A Realignment of Responsibilities
                                                                                           copyright © 2002 by Robert L. Blau

    Mr. McGillicutty had just been wheeled into the operating room.
    "So, does Dr. Hacker have his scalpel hand limbered up?" he asked nervously.
    "Oh, Dr. Hacker won't be performing this operation," replied the nurse off-handedly.
    "Uh, he won't?" squeaked Mr. McGillicutty anxiously. "But he's the best heart surgeon in town, and we've had this surgery scheduled for two months!"
    "Oh, pshaw," said the nurse. "It's only bypass surgery."
    "Only?  I wouldn't put 'only' and 'bypass surgery' in the same sentence."
    "Well, how about this?" suggested the nurse. "'The bypass surgery was a total failure, and the patient survived for only ten minutes.'"
    "Aak!  I mean next to each other!  Anyway, this is octuple bypass surgery, and I don't think anyone but Dr. Hacker has ever done that before!"
    "Relax," said the nurse soothingly. "Dr. Root will perform the surgery."

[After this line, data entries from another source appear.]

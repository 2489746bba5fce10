//! Main application window.
//!
//! Input card, convert buttons, output card and a status bar. Every user
//! interaction is turned into an `Action` on the shared `AppState`.

use crate::ui::theme;
use egui::{Button, Color32, RichText, TextEdit, TextStyle, Ui};
use encoding_inspector::config::Config;
use encoding_inspector::state::{Action, AppState, Notice};
use encoding_inspector::utils::clipboard;
use encoding_inspector::{Charset, EncodingLabel};
use std::path::Path;

/// Main window state.
pub struct MainWindow {
    config: Config,
    state: AppState,

    // Mirror of the input text; egui edits it in place
    input_buffer: String,
    other_target: Charset,
}

impl MainWindow {
    pub fn new(config: Config) -> Self {
        let state = AppState::new(&config);
        Self {
            config,
            state,
            input_buffer: String::new(),
            other_target: Charset::Gb2312,
        }
    }

    /// Current config, including the last used directory.
    pub fn config(&self) -> &Config {
        &self.config
    }

    /// Render the main window.
    pub fn render(&mut self, ctx: &egui::Context) {
        egui::TopBottomPanel::top("toolbar").show(ctx, |ui| {
            self.render_toolbar(ui);
        });

        egui::TopBottomPanel::bottom("status_bar").show(ctx, |ui| {
            self.render_status_bar(ui);
        });

        egui::CentralPanel::default().show(ctx, |ui| {
            egui::ScrollArea::vertical().show(ui, |ui| {
                self.render_input_card(ui);
                ui.add_space(10.0);
                self.render_convert_buttons(ui);
                ui.add_space(10.0);
                self.render_output_card(ui);
                ui.add_space(10.0);
                self.render_function_buttons(ui);
            });
        });

        self.flush_clipboard();
    }

    fn render_toolbar(&mut self, ui: &mut Ui) {
        ui.horizontal(|ui| {
            ui.heading(RichText::new("🔄 Encoding Inspector").color(theme::accent_color()));
            ui.label(RichText::new("UTF-8 · GBK · Shift_JIS").color(theme::dim_text_color()));
            ui.separator();

            if ui.button("📂 Open file").clicked() {
                self.open_file();
            }
            if ui.button("💾 Save output").clicked() {
                self.save_output();
            }
        });
    }

    fn render_status_bar(&self, ui: &mut Ui) {
        ui.horizontal(|ui| match self.state.notice() {
            Some(Notice::Info(msg)) => {
                ui.colored_label(theme::success_color(), format!("✅ {}", msg));
            }
            Some(Notice::Warning(msg)) => {
                ui.colored_label(theme::warning_color(), format!("⚠ {}", msg));
            }
            Some(Notice::Error(msg)) => {
                ui.colored_label(theme::error_color(), format!("❌ {}", msg));
            }
            None => {
                ui.colored_label(theme::dim_text_color(), "Ready");
            }
        });
    }

    fn render_input_card(&mut self, ui: &mut Ui) {
        ui.group(|ui| {
            ui.heading("📝 Input");

            ui.horizontal(|ui| {
                ui.label(RichText::new("Source encoding:").strong());
                let current = self.state.source();
                let mut selected = current;
                egui::ComboBox::from_id_salt("source_encoding")
                    .selected_text(selected.to_string())
                    .show_ui(ui, |ui| {
                        for label in EncodingLabel::ALL {
                            ui.selectable_value(&mut selected, label, label.to_string());
                        }
                    });
                if selected != current {
                    self.state.dispatch(Action::SourceSelected(selected));
                }
            });

            ui.add_space(6.0);
            ui.label(RichText::new("Input text:").strong());
            let response = ui.add(
                TextEdit::multiline(&mut self.input_buffer)
                    .font(TextStyle::Monospace)
                    .desired_rows(6)
                    .desired_width(f32::INFINITY)
                    .hint_text("Paste text here"),
            );
            if response.changed() {
                self.state.dispatch(Action::TextChanged(self.input_buffer.clone()));
            }

            ui.add_space(6.0);
            ui.label(RichText::new("Character encoding info:").strong());
            let mut info = self.state.input_info();
            ui.add(
                TextEdit::multiline(&mut info)
                    .font(TextStyle::Monospace)
                    .desired_rows(4)
                    .desired_width(f32::INFINITY)
                    .text_color(theme::dim_text_color()),
            );
        });
    }

    fn render_convert_buttons(&mut self, ui: &mut Ui) {
        ui.horizontal(|ui| {
            if convert_button(ui, "🔄 Convert to GBK", theme::gbk_color()) {
                self.state.dispatch(Action::Convert(Charset::Gbk));
            }
            if convert_button(ui, "🔄 Convert to Shift_JIS", theme::shift_jis_color()) {
                self.state.dispatch(Action::Convert(Charset::ShiftJis));
            }

            ui.separator();
            egui::ComboBox::from_id_salt("other_target")
                .selected_text(self.other_target.to_string())
                .show_ui(ui, |ui| {
                    for charset in Charset::TARGETS {
                        ui.selectable_value(&mut self.other_target, charset, charset.to_string());
                    }
                });
            if ui.button("Convert").clicked() {
                self.state.dispatch(Action::Convert(self.other_target));
            }
        });
    }

    fn render_output_card(&self, ui: &mut Ui) {
        ui.group(|ui| {
            ui.heading("📤 Output");

            let output = self.state.output();
            ui.horizontal(|ui| {
                ui.label(RichText::new("Output encoding:").strong());
                match output {
                    Some(output) => {
                        ui.colored_label(theme::success_color(), output.target.to_string());
                    }
                    None => {
                        ui.colored_label(theme::error_color(), "Not converted");
                    }
                }
            });

            ui.add_space(6.0);
            let mut text = output.map(|o| o.text.as_str()).unwrap_or("");
            ui.add(
                TextEdit::multiline(&mut text)
                    .font(TextStyle::Monospace)
                    .desired_rows(6)
                    .desired_width(f32::INFINITY),
            );

            ui.add_space(6.0);
            ui.label(RichText::new("Character encoding info:").strong());
            let mut info = output.map(|o| o.info.as_str()).unwrap_or("");
            ui.add(
                TextEdit::multiline(&mut info)
                    .font(TextStyle::Monospace)
                    .desired_rows(4)
                    .desired_width(f32::INFINITY)
                    .text_color(theme::dim_text_color()),
            );
        });
    }

    fn render_function_buttons(&mut self, ui: &mut Ui) {
        ui.horizontal(|ui| {
            if ui.button("🗑 Clear").clicked() {
                self.input_buffer.clear();
                self.state.dispatch(Action::Clear);
            }
            if ui.button("📋 Copy output").clicked() {
                self.state.dispatch(Action::CopyOutput);
            }
        });
    }

    fn open_file(&mut self) {
        let mut dialog = rfd::FileDialog::new()
            .add_filter("Text files", &["txt", "csv", "log"])
            .add_filter("All files", &["*"]);
        if !self.config.last_directory.is_empty() {
            dialog = dialog.set_directory(&self.config.last_directory);
        }

        if let Some(path) = dialog.pick_file() {
            self.remember_directory(&path);
            self.state.dispatch(Action::LoadFile(path));
            self.input_buffer = self.state.input().to_string();
        }
    }

    fn save_output(&mut self) {
        let Some(output) = self.state.output() else {
            self.state.dispatch(Action::SaveUnavailable);
            return;
        };
        let file_name = format!("output_{}.txt", output.target.name());

        let mut dialog = rfd::FileDialog::new().set_file_name(file_name);
        if !self.config.last_directory.is_empty() {
            dialog = dialog.set_directory(&self.config.last_directory);
        }

        if let Some(path) = dialog.save_file() {
            self.remember_directory(&path);
            self.state.dispatch(Action::SaveOutput(path));
        }
    }

    fn remember_directory(&mut self, path: &Path) {
        if let Some(dir) = path.parent() {
            self.config.last_directory = dir.to_string_lossy().into_owned();
        }
    }

    fn flush_clipboard(&mut self) {
        if let Some(text) = self.state.take_clipboard_request() {
            let result = clipboard::copy_to_clipboard(&text).map_err(|e| e.to_string());
            self.state.dispatch(Action::ClipboardResult(result));
        }
    }
}

fn convert_button(ui: &mut Ui, text: &str, fill: Color32) -> bool {
    ui.add(Button::new(RichText::new(text).strong().color(Color32::WHITE)).fill(fill))
        .clicked()
}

    "Dr. Root?  Dr. Root?" cried Mr. McGillicutty, attempting to climb off the gurney. "He's my dentist!  What does he know about heart surgery?"
    "Don't worry," said the nurse as two burly orderlies subdued the reluctant patient. "He's a fully qualified medical professional.  What's the difference?"
    "What's the difference?" squawked Mr. McGillicutty. "I'll tell you ..."
    But at that moment, Dr. Root arrived.
    "Dr. Root! Dr. Root!" cried Mr. McGillicutty. "Help!  Tell these people you can't perform coronary bypass surgery!"
    "Can't do that," said Dr. Root cheerfully.
    "You see?  He can't do that!"
    "Oh, no," corrected Dr. Root. "I can't tell them I can't do that."
    "But why not?" whined Mr. M. "You can't, can you?"
    "I wouldn't say I can't," said Dr. Root. "That would be a mighty poor attitude, wouldn't it?  Poor team player and all that.  Just because I never have doesn't mean I can't."
    "Eek!" shrieked Mr. McGillicutty. "What's going on here?"
    "Just a small realignment of duties," smiled Dr. Root. "For efficiency.  Dr. Hacker had too many responsibilities, so some of them have been reassigned to me."
    "But ... but ..." whimpered Mr. McGillicutty
    "Now, I know what you're thinking," said Dr. Root encouragingly, "but there's nothing to worry about."
    "Maybe not for you," interjected Mr. McGillicutty.
    "I've been reading The Big Book of Coronary Bypasses," continued Dr. Root. "Fascinating stuff!  And I can always call Dr. Hacker if I have any questions.  Ok, let's get going!  First, you're going to need a great, big shot of Novocain!"
    Dr. Root produced a gigantic needle and advanced on Mr. McGillicutty, who was wriggling desperately between the two orderlies.  Just as the needle approached his chest, he passed out.
    "Wow!  This is going to be easier than I thought!" crowed Dr. Root.
    Mr. McGillicutty awoke mumbling.
    "Gosh, what an awful nightmare I was having!  I dreamed a dentist was about to operate on my heart.  Aiiieee!"
    Dr. Root was poking at Mr. McGillicutty's heart with hooked metal implements.
    "Now, you should never try this yourself!" advised the doctor. "Only a trained professional should do this!"
    Mr. McGillicutty passed out again.  He was awakened by someone gently shaking his shoulders.  It was Dr. Root.
    "I've just cleaned your heart up," said Dr. Root affably. "Now, I want you to give that a good slosh around your chest cavity.  Then I'll suction it up."
    "Oh, just one more thing," capitulated Mr. McGillicutty faintly. "Are we still on for my dental cleaning next month?"
    "I'm afraid I won't be able to do that," said Dr. Root. "Too much heart surgery on my plate.  But don't worry.  We've got you covered.  Dr. Butts, the former proctologist, will fix you right up!"